**PROBLEM TO SOLVE**
Set down the line that has "pos, lexeme, .." and each line beneath it, through the last line of the entries, exactly and with no others.

**RECORDS FOR THIS TASK**

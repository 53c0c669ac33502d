//! Breaking the input up into lexemes at delimiters and whitespace.

use std::str::FromStr;
use std::ops::{Range, Deref};

use crate::error::*;

mod str;
pub use self::str::{read_literal_string, read_hex_string};


/// `Lexer` walks the PDF lexemes of a buffer. It is `Copy`, so saving and restoring a position
/// is just a copy of the lexer.
#[derive(Copy, Clone)]
pub struct Lexer<'a> {
    pos: usize,
    buf: &'a [u8],
    file_offset: usize,
}

// find the position where condition(data[pos-1]) == true and condition(data[pos]) == false
#[inline]
fn boundary(data: &[u8], pos: usize, condition: impl Fn(u8) -> bool) -> usize {
    match data[pos ..].iter().position(|&b| !condition(b)) {
        Some(start) => pos + start,
        None => data.len()
    }
}

/// PDF whitespace: NUL, TAB, LF, FF, CR and SP.
#[inline]
pub fn is_whitespace(b: u8) -> bool {
    matches!(b, 0 | b'\t' | b'\n' | 0x0c | b'\r' | b' ')
}
#[inline]
pub fn is_delimiter(b: u8) -> bool {
    b"()<>[]{}/%".contains(&b)
}

impl<'a> Lexer<'a> {
    pub fn new(buf: &'a [u8]) -> Lexer<'a> {
        Lexer {
            pos: 0,
            buf,
            file_offset: 0
        }
    }
    /// A lexer over a sub-buffer that starts at `file_offset` in the file, so positions in errors
    /// still point into the file.
    pub fn with_offset(buf: &'a [u8], file_offset: usize) -> Lexer<'a> {
        Lexer {
            pos: 0,
            buf,
            file_offset
        }
    }

    /// Returns next lexeme. Lexer moves to the next byte after the lexeme.
    #[allow(clippy::should_implement_trait)]
    pub fn next(&mut self) -> Result<Substr<'a>> {
        match self.next_word() {
            Some((lexeme, pos)) => {
                self.pos = pos;
                Ok(lexeme)
            }
            None => Err(self.eof_error()),
        }
    }

    /// Consume `stream` and the end-of-line marker after it, which must be CRLF or LF.
    pub fn next_stream(&mut self) -> Result<()> {
        let pos = self.skip_whitespace(self.pos);
        if !self.buf[pos ..].starts_with(b"stream") {
            return Err(PdfError::MissingKeyword { pos: self.position(pos), keyword: "stream" });
        }
        let eol = pos + 6;
        match (self.buf.get(eol), self.buf.get(eol + 1)) {
            (Some(b'\n'), _) => self.pos = eol + 1,
            (Some(b'\r'), Some(b'\n')) => self.pos = eol + 2,
            (None, _) => return Err(self.eof_error()),
            (Some(&b), _) => return Err(PdfError::UnexpectedLexeme {
                pos: self.position(eol),
                lexeme: format!("{:?}", b as char),
                expected: "CRLF or LF after 'stream'",
            }),
        }
        Ok(())
    }

    /// Look at the next lexeme. Will return empty substr if the next character is EOF.
    pub fn peek(&self) -> Result<Substr<'a>> {
        match self.next_word() {
            Some((substr, _)) => Ok(substr),
            None => Ok(self.new_substr(self.buf.len() .. self.buf.len())),
        }
    }

    /// Returns `Ok` if the next lexeme matches `expected` - else `Err`.
    pub fn next_expect(&mut self, expected: &'static str) -> Result<()> {
        let start = self.pos;
        let word = self.next()?;
        if word.equals(expected.as_bytes()) {
            Ok(())
        } else {
            self.pos = start;
            Err(PdfError::UnexpectedLexeme {
                pos: self.position_of(&word),
                lexeme: word.to_string(),
                expected
            })
        }
    }

    /// Consume the next lexeme if it is `keyword`.
    pub fn next_if(&mut self, keyword: &str) -> bool {
        match self.next_word() {
            Some((word, pos)) if word.equals(keyword) => {
                self.pos = pos;
                true
            }
            _ => false,
        }
    }

    /// skip whitespace and return the position of the first non-whitespace character
    #[inline]
    fn skip_whitespace(&self, pos: usize) -> usize {
        boundary(self.buf, pos, is_whitespace)
    }

    /// Skip whitespace and `%` comments, returning the position of the next lexeme.
    fn skip_whitespace_and_comments(&self, pos: usize) -> usize {
        let mut pos = self.skip_whitespace(pos);
        while self.buf.get(pos) == Some(&b'%') {
            pos += match self.buf[pos..].iter().position(|&b| b == b'\n' || b == b'\r') {
                Some(off) => off,
                None => self.buf.len() - pos,
            };
            pos = self.skip_whitespace(pos);
        }
        pos
    }

    /// Move past whitespace and comments.
    pub fn skip_filler(&mut self) {
        self.pos = self.skip_whitespace_and_comments(self.pos);
    }

    /// Move past whitespace only; comments are left in place.
    pub fn skip_blank(&mut self) {
        self.pos = self.skip_whitespace(self.pos);
    }

    /// Used by next and peek - returns substring and new position, or `None` at the end of the
    /// input.
    fn next_word(&self) -> Option<(Substr<'a>, usize)> {
        let mut pos = self.skip_whitespace_and_comments(self.pos);
        if pos >= self.buf.len() {
            return None;
        }
        let start_pos = pos;

        // If first character is delimiter, this lexeme only contains that character.
        //  - except << and >> which go together, and / which marks the start of a
        // name token.
        if is_delimiter(self.buf[pos]) {
            if self.buf[pos] == b'/' {
                pos += 1;
                pos = boundary(self.buf, pos, |b| !is_whitespace(b) && !is_delimiter(b));
                return Some((self.new_substr(start_pos..pos), pos));
            }

            if let Some(slice) = self.buf.get(pos..=pos+1) {
                if slice == b"<<" || slice == b">>" {
                    pos += 1;
                }
            }

            pos += 1;
            return Some((self.new_substr(start_pos..pos), pos));
        }

        // Read to past the end of lexeme
        pos = boundary(self.buf, pos, |b| !is_whitespace(b) && !is_delimiter(b));
        Some((self.new_substr(start_pos..pos), pos))
    }

    #[inline]
    pub fn next_as<T>(&mut self) -> Result<T>
        where T: FromStr, T::Err: std::error::Error + Send + Sync + 'static
    {
        self.next().and_then(|word| word.to::<T>())
    }

    #[inline]
    pub fn get_pos(&self) -> usize {
        self.pos
    }
    /// Absolute offset of the current position in the file.
    #[inline]
    pub fn file_pos(&self) -> usize {
        self.file_offset + self.pos
    }
    #[inline]
    pub fn buf(&self) -> &'a [u8] {
        self.buf
    }
    #[inline]
    pub fn is_empty(&self) -> bool {
        self.skip_whitespace_and_comments(self.pos) >= self.buf.len()
    }

    /// Line, column and file offset of `pos`.
    pub fn position(&self, pos: usize) -> Position {
        Position::locate(self.buf, pos, self.file_offset)
    }
    /// Position of a lexeme taken from this lexer.
    pub fn position_of(&self, word: &Substr) -> Position {
        self.position(word.file_range().start.saturating_sub(self.file_offset))
    }
    pub fn here(&self) -> Position {
        self.position(self.pos)
    }
    pub fn eof_error(&self) -> PdfError {
        PdfError::EOF { pos: self.position(self.buf.len()) }
    }
    /// Error for "nothing here can be parsed".
    pub fn stalled(&self) -> PdfError {
        let pos = self.skip_whitespace_and_comments(self.pos);
        let end = self.buf.len().min(pos + 50);
        PdfError::StalledParser {
            pos: self.position(pos),
            rest: String::from_utf8_lossy(&self.buf[pos .. end]).into(),
        }
    }

    #[inline]
    pub fn new_substr(&self, range: Range<usize>) -> Substr<'a> {
        Substr {
            file_offset: self.file_offset + range.start,
            slice: &self.buf[range],
        }
    }

    /// Set the position; returns the substr between the old and new positions.
    #[inline]
    pub fn set_pos(&mut self, wanted_pos: usize) -> Substr<'a> {
        let new_pos = wanted_pos.min(self.buf.len());
        let range = if self.pos < new_pos {
            self.pos..new_pos
        } else {
            new_pos..self.pos
        };
        self.pos = new_pos;
        self.new_substr(range)
    }

    /// Returns the substr between the old and new positions
    #[inline]
    pub fn offset_pos(&mut self, offset: usize) -> Substr<'a> {
        self.set_pos(self.pos.saturating_add(offset))
    }

    /// Position of the next occurrence of `needle` at or after the current position.
    pub fn find(&self, needle: &[u8]) -> Option<usize> {
        self.buf[self.pos ..].windows(needle.len())
            .position(|w| w == needle)
            .map(|i| self.pos + i)
    }

    /// True if the raw bytes at the current position are `prefix`.
    #[inline]
    pub fn starts_with(&self, prefix: &[u8]) -> bool {
        self.buf[self.pos ..].starts_with(prefix)
    }

    /// Returns slice from current position to end.
    #[inline]
    pub fn get_remaining_slice(&self) -> &'a [u8] {
        &self.buf[self.pos..]
    }
}



/// A slice from some original string - a lexeme.
#[derive(Copy, Clone, Debug)]
pub struct Substr<'a> {
    slice: &'a [u8],
    file_offset: usize,
}
impl<'a> Substr<'a> {
    pub fn new<T: AsRef<[u8]> + ?Sized>(data: &'a T, file_offset: usize) -> Self {
        Substr { slice: data.as_ref(), file_offset }
    }
    #[allow(clippy::inherent_to_string)]
    pub fn to_string(&self) -> String {
        String::from_utf8_lossy(self.as_slice()).into()
    }
    pub fn to_vec(&self) -> Vec<u8> {
        self.slice.to_vec()
    }
    pub fn to<T>(&self) -> Result<T>
        where T: FromStr, T::Err: std::error::Error + Send + Sync + 'static
    {
        std::str::from_utf8(self.slice)?.parse::<T>().map_err(|e| PdfError::Parse { source: e.into() })
    }
    /// Unsigned decimal digits only.
    pub fn is_unsigned(&self) -> bool {
        !self.slice.is_empty() && is_int(self.slice)
    }
    /// `[+-]?\d+`
    pub fn is_integer(&self) -> bool {
        let slice = strip_sign(self.slice);
        !slice.is_empty() && is_int(slice)
    }
    /// `[+-]?\d*\.?\d*` with at least one digit. Exponents are not PDF syntax.
    pub fn is_real_number(&self) -> bool {
        let slice = strip_sign(self.slice);
        let (int, frac) = match slice.iter().position(|&b| b == b'.') {
            Some(i) => (&slice[..i], &slice[i+1..]),
            None => (slice, &[][..]),
        };
        is_int(int) && is_int(frac) && int.len() + frac.len() > 0
    }
    /// Could this lexeme have been meant as a number?
    pub fn looks_numeric(&self) -> bool {
        matches!(self.slice.first(), Some(b'0'..=b'9' | b'+' | b'-' | b'.'))
    }

    pub fn as_slice(&self) -> &'a [u8] {
        self.slice
    }
    pub fn as_str(&self) -> Result<&'a str> {
        std::str::from_utf8(self.slice).map_err(|e| PdfError::Parse { source: e.into() })
    }

    pub fn equals(&self, other: impl AsRef<[u8]>) -> bool {
        self.slice == other.as_ref()
    }

    pub fn file_range(&self) -> Range<usize> {
        self.file_offset .. self.file_offset + self.slice.len()
    }
}

#[inline]
fn strip_sign(b: &[u8]) -> &[u8] {
    match b.first() {
        Some(b'+' | b'-') => &b[1..],
        _ => b,
    }
}

#[inline]
fn is_int(b: &[u8]) -> bool {
    b.iter().all(|&b| b.is_ascii_digit())
}
impl<'a> Deref for Substr<'a> {
    type Target = [u8];
    fn deref(&self) -> &[u8] {
        self.as_slice()
    }
}
impl<'a> PartialEq<&[u8]> for Substr<'a> {
    fn eq(&self, rhs: &&[u8]) -> bool {
        self.equals(rhs)
    }
}

impl<'a> PartialEq<&str> for Substr<'a> {
    fn eq(&self, rhs: &&str) -> bool {
        self.equals(rhs.as_bytes())
    }
}

#[cfg(test)]
mod tests {
    use super::*;

    fn lexemes(data: &[u8]) -> Vec<String> {
        let mut lexer = Lexer::new(data);
        let mut out = vec![];
        while !lexer.is_empty() {
            out.push(lexer.next().unwrap().to_string());
        }
        out
    }

    #[test]
    fn test_boundary() {
        assert_eq!(boundary(b" hello ", 3, |b| !is_whitespace(b)), 6);
        assert_eq!(boundary(b" hello ", 3, is_whitespace), 3);
        assert_eq!(boundary(b"01234  7orld", 5, is_whitespace), 7);
        assert_eq!(boundary(b"01234  7orld", 7, is_whitespace), 7);
        assert_eq!(boundary(b"q\n", 1, is_whitespace), 2);
    }

    #[test]
    fn test_substr() {
        assert!(Substr::new("123", 0).is_real_number());
        assert!(Substr::new("123.", 0).is_real_number());
        assert!(Substr::new("123.45", 0).is_real_number());
        assert!(Substr::new(".45", 0).is_real_number());
        assert!(Substr::new("-.45", 0).is_real_number());
        assert!(Substr::new("+7", 0).is_integer());
        assert!(!Substr::new(".", 0).is_real_number());
        assert!(!Substr::new("1e5", 0).is_real_number());
        assert!(!Substr::new("123.45", 0).is_integer());
        assert!(!Substr::new("-", 0).is_integer());
        assert!(Substr::new("123", 0).is_integer());
    }

    #[test]
    fn delimiters_and_comments() {
        assert_eq!(
            lexemes(b"<</Type/Page%comment\r/Kids[1 0 R]>>\x0c\x00null"),
            ["<<", "/Type", "/Page", "/Kids", "[", "1", "0", "R", "]", ">>", "null"]
        );
        assert_eq!(lexemes(b"/ /A#20B<AB>"), ["/", "/A#20B", "<", "AB", ">"]);
    }

    #[test]
    fn stream_keyword_needs_lf() {
        let mut lexer = Lexer::new(b" stream\r\nDATA");
        lexer.next_stream().unwrap();
        assert_eq!(lexer.get_remaining_slice(), b"DATA");

        let mut lexer = Lexer::new(b"stream\rDATA");
        assert!(lexer.next_stream().is_err());
    }

    #[test]
    fn expect_reports_position() {
        let mut lexer = Lexer::with_offset(b"\n  foo", 100);
        match lexer.next_expect("bar") {
            Err(PdfError::UnexpectedLexeme { pos, lexeme, .. }) => {
                assert_eq!(lexeme, "foo");
                assert_eq!(pos, Position { line: 2, column: 3, offset: 103 });
            }
            r => panic!("unexpected {:?}", r.err()),
        }
        // the failed expectation does not consume
        assert_eq!(lexer.get_pos(), 0);
    }
}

**TASK SOLUTION**
            Err(PdfError::UnexpectedLexeme { pos, lexeme, .. }) => {
                assert_eq!(lexeme, "foo");
                assert_eq!(pos, Position { line: 2, column: 3, offset: 103 });
            }
            r => panic!("unexpected {:?}", r.err()),
        }
        // the failed expectation does not consume
        assert_eq!(lexer.get_pos(), 0);
    }
}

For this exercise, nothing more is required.